As Mr. Barientos puts it, “It’s not like my dad’s generation, where you worked a job for a certain amount of time, saved some money, and then stopped working.” Instead, he explains, “we just do what we can … and keep moving forward.”

Not that Mr. Barientos would swap places with his father. “I think I’ve been blessed in comparison to previous generations,” he says. “Even compared to older members of my generation, I haven’t had to fight for my freedom. I didn’t have to go to Vietnam. I’ve been able to benefit from the hard work of people before me.”

Definitions of the postwar baby boom vary by country. Mr. Barientos’s claim to be the last U.S. boomer rests on Hawaii’s position as America’s most westerly state in a time zone two hours behind the Pacific coast. It also means, though, that he lives a life that is somewhat different from that of many of his peers on the mainland. “The food, the language, the weather – Hawaii isn’t like the rest of the U.S.,” he notes. “The first time I left Hawaii, I was 25 years old. I went to Maryland to visit a friend for two weeks and ended up staying five years because I loved it so much.”

If he had the money, Mr.
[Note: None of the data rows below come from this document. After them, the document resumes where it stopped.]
// src/platforms/mod.rs - Adapter lifecycle, error taxonomy, and shared plumbing

use async_trait::async_trait;
use log::{debug, warn};
use std::time::Duration;
use thiserror::Error;
use tokio::net::TcpStream;
use tokio::sync::{broadcast, mpsc};
use tokio::task::JoinHandle;
use tokio::time::timeout;
use tokio_tungstenite::{connect_async, MaybeTlsStream, WebSocketStream};

use crate::chat::status::StatusBoard;
use crate::types::{CanonicalMessage, ChatEvent, ConnectionState, Platform};

pub mod kick;
pub mod twitch;
pub mod youtube;

/// How long a reader task gets to close its socket before it is aborted
const GRACEFUL_STOP: Duration = Duration::from_secs(1);

pub(crate) type ChatSocket = WebSocketStream<MaybeTlsStream<TcpStream>>;

/// HTTP client whose requests give up after `limit`
pub fn http_client(limit: Duration) -> reqwest::Client {
    reqwest::Client::builder()
        .connect_timeout(limit)
        .timeout(limit)
        .build()
        .unwrap_or_else(|e| {
            warn!("Failed to build HTTP client with timeout, using defaults: {}", e);
            reqwest::Client::new()
        })
}

/// WebSocket handshake bounded by `limit`
pub(crate) async fn open_socket(url: &str, limit: Duration) -> Result<ChatSocket, AdapterError> {
    match timeout(limit, connect_async(url)).await {
        Ok(result) => Ok(result?.0),
        Err(_) => Err(AdapterError::Transport(format!(
            "no handshake from {} within {:?}",
            url, limit
        ))),
    }
}

/// Failures an adapter can hit. Lookup failures happen before any socket or
/// timer exists; transport failures end the session; parse failures only
/// drop the offending unit.
#[derive(Debug, Error)]
pub enum AdapterError {
    #[error("lookup failed: {0}")]
    Lookup(String),

    #[error("transport error: {0}")]
    Transport(String),

    #[error("parse error: {0}")]
    Parse(String),
}

impl From<tokio_tungstenite::tungstenite::Error> for AdapterError {
    fn from(e: tokio_tungstenite::tungstenite::Error) -> Self {
        AdapterError::Transport(e.to_string())
    }
}

impl From<serde_json::Error> for AdapterError {
    fn from(e: serde_json::Error) -> Self {
        AdapterError::Parse(e.to_string())
    }
}

/// Trait defining the lifecycle every chat transport implements
#[async_trait]
pub trait PlatformAdapter: Send + Sync {
    /// Platform this adapter reads from
    fn platform(&self) -> Platform;

    /// Run the setup sequence and spawn the reader task. Returns once the
    /// transport is open; the Connected state follows asynchronously.
    async fn connect(&mut self, link: AdapterLink) -> Result<(), AdapterError>;

    /// Stop the reader task and release the transport. Safe to call repeatedly.
    async fn disconnect(&mut self);

    /// Whether a reader task is currently running
    fn is_running(&self) -> bool;
}

/// Everything an adapter uses to talk back to the supervisor: the presenter
/// channel and the status board.
#[derive(Clone)]
pub struct AdapterLink {
    platform: Platform,
    events: mpsc::Sender<ChatEvent>,
    status: StatusBoard,
}

impl AdapterLink {
    pub fn new(platform: Platform, events: mpsc::Sender<ChatEvent>, status: StatusBoard) -> Self {
        Self {
            platform,
            events,
            status,
        }
    }

    pub fn platform(&self) -> Platform {
        self.platform
    }

    /// Hand a message to the presenter. Returns false once the presenter is gone.
    pub async fn emit(&self, message: CanonicalMessage) -> bool {
        self.send(ChatEvent::Message(message)).await
    }

    pub async fn emit_system(&self, text: impl Into<String>, color: &str) -> bool {
        self.emit(CanonicalMessage::system(self.platform, text, color)).await
    }

    pub async fn send(&self, event: ChatEvent) -> bool {
        self.events.send(event).await.is_ok()
    }

    pub async fn set_status(&self, state: ConnectionState) {
        self.status.set(self.platform, state).await;
    }

    pub async fn status(&self) -> ConnectionState {
        self.status.get(self.platform).await
    }
}

/// Reader task plus the signal that asks it to stop
#[derive(Default)]
pub(crate) struct TaskSlot {
    handle: Option<JoinHandle<()>>,
    shutdown: Option<broadcast::Sender<()>>,
}

impl TaskSlot {
    /// Create the shutdown channel for a task about to be spawned
    pub(crate) fn arm(&mut self) -> broadcast::Receiver<()> {
        let (tx, rx) = broadcast::channel(1);
        self.shutdown = Some(tx);
        rx
    }

    pub(crate) fn attach(&mut self, handle: JoinHandle<()>) {
        self.handle = Some(handle);
    }

    pub(crate) fn is_running(&self) -> bool {
        self.handle.as_ref().map_or(false, |h| !h.is_finished())
    }

    /// Signal, wait briefly, then abort. Once this returns the task is gone.
    pub(crate) async fn stop(&mut self, platform: Platform) {
        if let Some(tx) = self.shutdown.take() {
            let _ = tx.send(());
        }

        if let Some(mut handle) = self.handle.take() {
            if timeout(GRACEFUL_STOP, &mut handle).await.is_err() {
                debug!("{} reader did not stop in time, aborting", platform);
                handle.abort();
                let _ = handle.await;
            }
        }
    }
}
// src/chat/status.rs - Aggregate per-platform connection state

use log::info;
use std::collections::HashMap;
use std::sync::Arc;
use tokio::sync::{broadcast, RwLock};

use crate::types::{ConnectionState, Platform, StatusChange};

/// Shared connection state for every platform. Changes are broadcast only
/// when a platform's state actually differs from what was stored.
#[derive(Clone)]
pub struct StatusBoard {
    states: Arc<RwLock<HashMap<Platform, ConnectionState>>>,
    notifier: broadcast::Sender<StatusChange>,
}

impl StatusBoard {
    pub fn new() -> Self {
        let (notifier, _) = broadcast::channel(64);
        let states = Platform::ALL
            .iter()
            .map(|platform| (*platform, ConnectionState::Disconnected))
            .collect();

        Self {
            states: Arc::new(RwLock::new(states)),
            notifier,
        }
    }

    /// Returns true when the state changed
    pub async fn set(&self, platform: Platform, state: ConnectionState) -> bool {
        let previous = {
            let mut states = self.states.write().await;
            states.insert(platform, state)
        };

        if previous == Some(state) {
            return false;
        }

        info!("{} status: {:?}", platform, state);
        // No subscribers is fine
        let _ = self.notifier.send(StatusChange { platform, state });
        true
    }

    pub async fn get(&self, platform: Platform) -> ConnectionState {
        self.states
            .read()
            .await
            .get(&platform)
            .copied()
            .unwrap_or_default()
    }

    pub async fn snapshot(&self) -> HashMap<Platform, ConnectionState> {
        self.states.read().await.clone()
    }

    pub fn subscribe(&self) -> broadcast::Receiver<StatusChange> {
        self.notifier.subscribe()
    }
}

impl Default for StatusBoard {
    fn default() -> Self {
        Self::new()
    }
}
Barientos says he would probably be a “snow bird” – spending summers on the U.S. mainland and winter in Hawaii. “There are things I’d like to do with my family that we just can’t do here, such as [going to] museums, amusement parks, or large sporting events.” He could not leave permanently, though – there are too many things to enjoy at home. “I love the people, the culture – pretty much everything.”

When Mr. Barientos and his family spill out onto the beach to celebrate New Year’s Eve with the whole neighbourhood, one of the last things he will think about is his age. “I don’t have time to be worrying about that!” he says.

What about his status as the last of a generation? “I don’t know whether I’m the last baby boomer or not,” Mr. Barientos muses. “If there was anyone born in Hawaii later than 6:45 on December 31, 1964, then they’ve got me beat. But, you know what, if it means I get to meet some new people and talk about it, then it’s definitely cool.”